(Record extracts Opens)
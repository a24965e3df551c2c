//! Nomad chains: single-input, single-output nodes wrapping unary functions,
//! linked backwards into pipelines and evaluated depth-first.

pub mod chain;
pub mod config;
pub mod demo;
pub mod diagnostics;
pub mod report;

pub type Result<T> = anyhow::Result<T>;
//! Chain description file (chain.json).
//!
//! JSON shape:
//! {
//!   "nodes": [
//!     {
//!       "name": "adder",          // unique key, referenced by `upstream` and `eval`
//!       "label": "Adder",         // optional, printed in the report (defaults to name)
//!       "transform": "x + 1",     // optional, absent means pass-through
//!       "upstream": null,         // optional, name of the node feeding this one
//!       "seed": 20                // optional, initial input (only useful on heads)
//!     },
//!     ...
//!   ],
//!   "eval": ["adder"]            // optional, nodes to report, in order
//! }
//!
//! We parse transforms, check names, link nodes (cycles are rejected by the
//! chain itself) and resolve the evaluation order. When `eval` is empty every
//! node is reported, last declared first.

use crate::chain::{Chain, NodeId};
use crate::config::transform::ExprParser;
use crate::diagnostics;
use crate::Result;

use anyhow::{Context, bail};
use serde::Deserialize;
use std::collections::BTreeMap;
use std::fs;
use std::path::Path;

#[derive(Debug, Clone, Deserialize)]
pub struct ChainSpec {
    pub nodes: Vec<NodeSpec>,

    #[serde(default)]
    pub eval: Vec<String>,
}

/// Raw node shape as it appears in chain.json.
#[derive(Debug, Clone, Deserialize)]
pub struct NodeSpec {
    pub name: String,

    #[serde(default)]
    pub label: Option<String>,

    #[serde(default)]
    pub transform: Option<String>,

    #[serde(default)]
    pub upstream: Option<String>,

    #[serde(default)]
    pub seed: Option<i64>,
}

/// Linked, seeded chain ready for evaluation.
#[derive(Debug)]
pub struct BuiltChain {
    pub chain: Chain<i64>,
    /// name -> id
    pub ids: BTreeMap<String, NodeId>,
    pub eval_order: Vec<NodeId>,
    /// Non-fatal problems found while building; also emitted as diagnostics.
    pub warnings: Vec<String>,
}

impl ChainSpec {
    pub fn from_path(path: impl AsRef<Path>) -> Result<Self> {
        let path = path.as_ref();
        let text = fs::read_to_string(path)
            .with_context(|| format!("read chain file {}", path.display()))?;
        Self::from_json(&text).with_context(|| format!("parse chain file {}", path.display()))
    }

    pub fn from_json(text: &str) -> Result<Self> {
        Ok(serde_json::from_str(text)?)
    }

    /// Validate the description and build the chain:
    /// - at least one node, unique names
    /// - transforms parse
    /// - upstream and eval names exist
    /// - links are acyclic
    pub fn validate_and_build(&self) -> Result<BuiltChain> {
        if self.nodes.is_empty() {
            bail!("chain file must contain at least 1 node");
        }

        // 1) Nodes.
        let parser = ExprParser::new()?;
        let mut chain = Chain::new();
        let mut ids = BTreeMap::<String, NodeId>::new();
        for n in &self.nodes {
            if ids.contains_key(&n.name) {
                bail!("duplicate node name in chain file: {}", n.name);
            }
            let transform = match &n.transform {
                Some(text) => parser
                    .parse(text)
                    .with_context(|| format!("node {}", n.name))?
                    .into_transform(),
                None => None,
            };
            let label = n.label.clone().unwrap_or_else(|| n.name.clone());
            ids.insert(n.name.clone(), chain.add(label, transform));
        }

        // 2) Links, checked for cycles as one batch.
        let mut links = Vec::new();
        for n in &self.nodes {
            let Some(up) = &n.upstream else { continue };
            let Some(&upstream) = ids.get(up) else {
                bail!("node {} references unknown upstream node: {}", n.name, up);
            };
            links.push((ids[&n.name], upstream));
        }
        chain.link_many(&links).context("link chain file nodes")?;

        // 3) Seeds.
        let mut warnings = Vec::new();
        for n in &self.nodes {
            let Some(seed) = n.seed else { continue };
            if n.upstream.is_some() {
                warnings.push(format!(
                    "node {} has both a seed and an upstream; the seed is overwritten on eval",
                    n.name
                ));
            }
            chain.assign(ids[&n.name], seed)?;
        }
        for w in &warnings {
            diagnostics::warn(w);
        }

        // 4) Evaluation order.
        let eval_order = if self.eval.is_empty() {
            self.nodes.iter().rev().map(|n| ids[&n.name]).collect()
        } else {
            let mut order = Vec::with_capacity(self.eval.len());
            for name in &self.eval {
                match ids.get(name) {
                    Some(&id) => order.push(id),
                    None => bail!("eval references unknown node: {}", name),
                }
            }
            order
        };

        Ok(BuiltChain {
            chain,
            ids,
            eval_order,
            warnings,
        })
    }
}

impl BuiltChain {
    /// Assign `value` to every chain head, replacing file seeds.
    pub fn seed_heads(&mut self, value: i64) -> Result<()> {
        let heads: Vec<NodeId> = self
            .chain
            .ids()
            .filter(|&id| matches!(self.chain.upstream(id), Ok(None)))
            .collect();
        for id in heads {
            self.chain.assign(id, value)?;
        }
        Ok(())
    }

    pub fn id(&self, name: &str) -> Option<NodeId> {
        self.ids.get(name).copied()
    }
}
(Record extracts Closes)
(Record extracts Opens)
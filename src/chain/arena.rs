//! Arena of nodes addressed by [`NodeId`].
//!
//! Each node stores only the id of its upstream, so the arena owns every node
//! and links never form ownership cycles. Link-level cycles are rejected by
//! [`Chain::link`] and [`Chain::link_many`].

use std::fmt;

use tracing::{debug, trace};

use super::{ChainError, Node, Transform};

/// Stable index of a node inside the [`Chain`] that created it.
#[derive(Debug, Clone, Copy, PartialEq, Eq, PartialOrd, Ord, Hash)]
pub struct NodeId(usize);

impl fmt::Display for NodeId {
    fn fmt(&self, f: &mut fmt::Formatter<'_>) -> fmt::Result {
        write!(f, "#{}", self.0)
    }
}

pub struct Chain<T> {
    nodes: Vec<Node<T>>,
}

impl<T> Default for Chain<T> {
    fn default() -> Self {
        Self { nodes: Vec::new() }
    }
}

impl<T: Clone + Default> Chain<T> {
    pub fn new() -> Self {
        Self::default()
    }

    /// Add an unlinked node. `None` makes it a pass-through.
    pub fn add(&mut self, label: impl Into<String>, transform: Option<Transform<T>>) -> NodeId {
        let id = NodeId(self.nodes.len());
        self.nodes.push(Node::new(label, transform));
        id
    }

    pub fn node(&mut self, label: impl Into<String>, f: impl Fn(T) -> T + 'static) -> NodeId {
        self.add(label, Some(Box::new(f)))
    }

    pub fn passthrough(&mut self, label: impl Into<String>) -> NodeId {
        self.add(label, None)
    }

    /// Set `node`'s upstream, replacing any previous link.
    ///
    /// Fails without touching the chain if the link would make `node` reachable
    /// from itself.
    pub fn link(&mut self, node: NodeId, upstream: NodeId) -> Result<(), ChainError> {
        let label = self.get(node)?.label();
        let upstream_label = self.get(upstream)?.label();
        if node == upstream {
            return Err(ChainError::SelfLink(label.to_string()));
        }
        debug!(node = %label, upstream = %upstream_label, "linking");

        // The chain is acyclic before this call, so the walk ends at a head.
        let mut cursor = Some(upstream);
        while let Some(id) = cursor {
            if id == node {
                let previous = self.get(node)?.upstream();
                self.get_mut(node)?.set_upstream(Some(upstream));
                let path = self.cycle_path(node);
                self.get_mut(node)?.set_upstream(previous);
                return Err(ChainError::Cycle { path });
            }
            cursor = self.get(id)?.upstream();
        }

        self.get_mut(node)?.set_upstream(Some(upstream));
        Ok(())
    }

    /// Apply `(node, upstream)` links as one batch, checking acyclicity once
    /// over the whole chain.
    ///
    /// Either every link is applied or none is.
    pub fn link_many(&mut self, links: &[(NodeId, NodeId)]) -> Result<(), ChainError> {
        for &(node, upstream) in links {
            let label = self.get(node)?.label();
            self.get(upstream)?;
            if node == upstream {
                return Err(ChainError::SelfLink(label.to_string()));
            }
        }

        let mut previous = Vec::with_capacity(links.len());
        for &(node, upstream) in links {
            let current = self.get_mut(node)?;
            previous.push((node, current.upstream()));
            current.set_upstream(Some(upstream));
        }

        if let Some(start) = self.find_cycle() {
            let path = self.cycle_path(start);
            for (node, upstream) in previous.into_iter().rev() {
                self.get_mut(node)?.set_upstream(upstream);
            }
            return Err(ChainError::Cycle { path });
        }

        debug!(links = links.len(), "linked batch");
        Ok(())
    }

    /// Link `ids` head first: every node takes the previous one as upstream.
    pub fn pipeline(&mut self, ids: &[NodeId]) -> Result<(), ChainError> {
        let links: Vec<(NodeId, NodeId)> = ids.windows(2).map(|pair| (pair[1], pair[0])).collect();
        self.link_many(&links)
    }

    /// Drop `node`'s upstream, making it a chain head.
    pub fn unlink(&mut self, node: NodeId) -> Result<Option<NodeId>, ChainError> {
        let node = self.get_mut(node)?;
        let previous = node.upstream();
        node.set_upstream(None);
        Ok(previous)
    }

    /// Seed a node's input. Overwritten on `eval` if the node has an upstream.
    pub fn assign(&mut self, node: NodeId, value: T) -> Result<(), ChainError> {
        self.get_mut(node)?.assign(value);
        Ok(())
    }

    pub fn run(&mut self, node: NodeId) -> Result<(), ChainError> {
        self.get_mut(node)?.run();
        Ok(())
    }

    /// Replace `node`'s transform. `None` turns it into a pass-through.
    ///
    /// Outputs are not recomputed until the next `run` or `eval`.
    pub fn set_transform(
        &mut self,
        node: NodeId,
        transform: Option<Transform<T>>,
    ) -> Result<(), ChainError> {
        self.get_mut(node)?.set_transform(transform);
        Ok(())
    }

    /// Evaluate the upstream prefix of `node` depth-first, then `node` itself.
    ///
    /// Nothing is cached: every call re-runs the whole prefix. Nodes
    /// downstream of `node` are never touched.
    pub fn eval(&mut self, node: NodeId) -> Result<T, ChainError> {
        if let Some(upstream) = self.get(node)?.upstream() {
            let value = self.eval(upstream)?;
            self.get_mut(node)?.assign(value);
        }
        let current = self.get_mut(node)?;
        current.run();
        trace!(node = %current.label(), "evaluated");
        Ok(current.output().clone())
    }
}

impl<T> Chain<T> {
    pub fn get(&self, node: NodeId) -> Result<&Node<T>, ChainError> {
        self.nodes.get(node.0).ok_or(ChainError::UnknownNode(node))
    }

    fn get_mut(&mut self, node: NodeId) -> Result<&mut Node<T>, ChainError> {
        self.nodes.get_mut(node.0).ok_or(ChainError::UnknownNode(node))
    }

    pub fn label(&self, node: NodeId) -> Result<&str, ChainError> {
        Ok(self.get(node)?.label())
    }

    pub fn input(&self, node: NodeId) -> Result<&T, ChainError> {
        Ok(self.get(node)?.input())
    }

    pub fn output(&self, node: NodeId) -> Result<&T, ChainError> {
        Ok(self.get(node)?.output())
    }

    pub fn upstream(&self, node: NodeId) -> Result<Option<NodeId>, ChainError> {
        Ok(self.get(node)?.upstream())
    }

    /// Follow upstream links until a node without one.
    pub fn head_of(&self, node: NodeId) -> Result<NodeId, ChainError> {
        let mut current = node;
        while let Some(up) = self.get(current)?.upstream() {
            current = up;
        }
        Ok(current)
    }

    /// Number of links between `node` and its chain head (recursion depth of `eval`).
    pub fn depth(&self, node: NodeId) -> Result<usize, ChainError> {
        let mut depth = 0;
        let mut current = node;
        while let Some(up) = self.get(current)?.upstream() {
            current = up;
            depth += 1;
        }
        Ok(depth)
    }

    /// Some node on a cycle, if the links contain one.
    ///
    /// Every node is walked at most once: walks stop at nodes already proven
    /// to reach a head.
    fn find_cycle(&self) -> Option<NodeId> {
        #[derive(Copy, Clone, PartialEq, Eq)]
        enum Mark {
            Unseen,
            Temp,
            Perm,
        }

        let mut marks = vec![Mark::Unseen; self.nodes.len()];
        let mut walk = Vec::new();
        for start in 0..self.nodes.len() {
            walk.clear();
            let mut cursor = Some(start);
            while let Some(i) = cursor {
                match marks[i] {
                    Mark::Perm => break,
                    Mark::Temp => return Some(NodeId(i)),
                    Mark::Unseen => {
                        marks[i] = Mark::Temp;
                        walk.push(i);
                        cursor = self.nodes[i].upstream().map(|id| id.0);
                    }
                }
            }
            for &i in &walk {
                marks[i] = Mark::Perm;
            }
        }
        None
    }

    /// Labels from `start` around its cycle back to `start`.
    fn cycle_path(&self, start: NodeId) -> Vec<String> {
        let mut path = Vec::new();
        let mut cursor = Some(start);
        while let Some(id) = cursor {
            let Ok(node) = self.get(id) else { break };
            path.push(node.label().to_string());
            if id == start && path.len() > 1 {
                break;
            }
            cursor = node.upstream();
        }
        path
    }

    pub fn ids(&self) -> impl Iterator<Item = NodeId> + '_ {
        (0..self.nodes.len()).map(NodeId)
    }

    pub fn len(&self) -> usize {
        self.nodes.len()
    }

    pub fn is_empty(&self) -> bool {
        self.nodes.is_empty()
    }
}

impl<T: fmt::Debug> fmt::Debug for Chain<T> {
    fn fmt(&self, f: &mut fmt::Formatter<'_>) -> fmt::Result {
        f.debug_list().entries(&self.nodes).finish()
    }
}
(Record extracts Closes)
(Record extracts Opens)
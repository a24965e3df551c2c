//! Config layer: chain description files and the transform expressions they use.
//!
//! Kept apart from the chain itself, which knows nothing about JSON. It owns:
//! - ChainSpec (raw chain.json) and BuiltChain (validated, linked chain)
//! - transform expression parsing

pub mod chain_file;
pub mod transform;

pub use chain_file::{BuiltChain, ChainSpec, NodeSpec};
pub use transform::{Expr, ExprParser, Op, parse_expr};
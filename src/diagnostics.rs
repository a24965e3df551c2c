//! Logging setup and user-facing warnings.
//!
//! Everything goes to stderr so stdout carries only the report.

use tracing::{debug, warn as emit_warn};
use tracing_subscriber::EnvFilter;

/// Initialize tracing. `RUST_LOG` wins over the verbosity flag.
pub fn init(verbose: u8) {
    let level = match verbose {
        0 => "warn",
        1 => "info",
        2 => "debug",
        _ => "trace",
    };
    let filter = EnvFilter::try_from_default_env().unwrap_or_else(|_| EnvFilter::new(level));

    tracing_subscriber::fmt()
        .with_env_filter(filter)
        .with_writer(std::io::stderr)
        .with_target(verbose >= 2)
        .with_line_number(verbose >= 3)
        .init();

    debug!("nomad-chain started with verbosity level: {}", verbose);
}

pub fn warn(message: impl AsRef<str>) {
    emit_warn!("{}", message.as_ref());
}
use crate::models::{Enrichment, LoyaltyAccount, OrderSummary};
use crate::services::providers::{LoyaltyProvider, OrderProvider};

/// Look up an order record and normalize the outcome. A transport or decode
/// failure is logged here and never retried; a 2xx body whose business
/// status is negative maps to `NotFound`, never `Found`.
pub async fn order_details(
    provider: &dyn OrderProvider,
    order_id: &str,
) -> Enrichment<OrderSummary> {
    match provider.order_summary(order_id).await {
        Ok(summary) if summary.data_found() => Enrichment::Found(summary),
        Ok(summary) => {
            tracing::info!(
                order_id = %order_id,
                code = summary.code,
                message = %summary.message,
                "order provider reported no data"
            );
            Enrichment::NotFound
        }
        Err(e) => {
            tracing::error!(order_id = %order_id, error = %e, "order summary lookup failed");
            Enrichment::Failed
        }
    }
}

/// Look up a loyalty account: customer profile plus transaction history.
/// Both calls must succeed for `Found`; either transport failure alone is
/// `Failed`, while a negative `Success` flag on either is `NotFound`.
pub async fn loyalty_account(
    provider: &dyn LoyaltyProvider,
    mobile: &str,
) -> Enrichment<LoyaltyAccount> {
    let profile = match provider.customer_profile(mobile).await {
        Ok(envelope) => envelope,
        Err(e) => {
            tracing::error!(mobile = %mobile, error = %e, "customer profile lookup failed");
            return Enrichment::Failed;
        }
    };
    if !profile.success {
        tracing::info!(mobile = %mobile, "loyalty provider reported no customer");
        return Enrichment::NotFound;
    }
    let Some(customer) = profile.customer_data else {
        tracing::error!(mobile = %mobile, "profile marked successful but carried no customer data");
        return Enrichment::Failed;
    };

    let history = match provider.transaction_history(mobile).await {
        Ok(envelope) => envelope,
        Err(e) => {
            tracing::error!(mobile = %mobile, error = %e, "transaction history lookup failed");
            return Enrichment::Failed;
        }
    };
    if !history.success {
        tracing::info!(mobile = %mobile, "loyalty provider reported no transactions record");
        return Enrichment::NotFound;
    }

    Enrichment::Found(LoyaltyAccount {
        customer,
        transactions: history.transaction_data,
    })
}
(Record extracts Closes)
Return every line above that contains the word "BuiltChain".

Response area >>
pub struct BuiltChain {
    pub fn validate_and_build(&self) -> Result<BuiltChain> {
        Ok(BuiltChain {
impl BuiltChain {
//! - ChainSpec (raw chain.json) and BuiltChain (validated, linked chain)
pub use chain_file::{BuiltChain, ChainSpec, NodeSpec};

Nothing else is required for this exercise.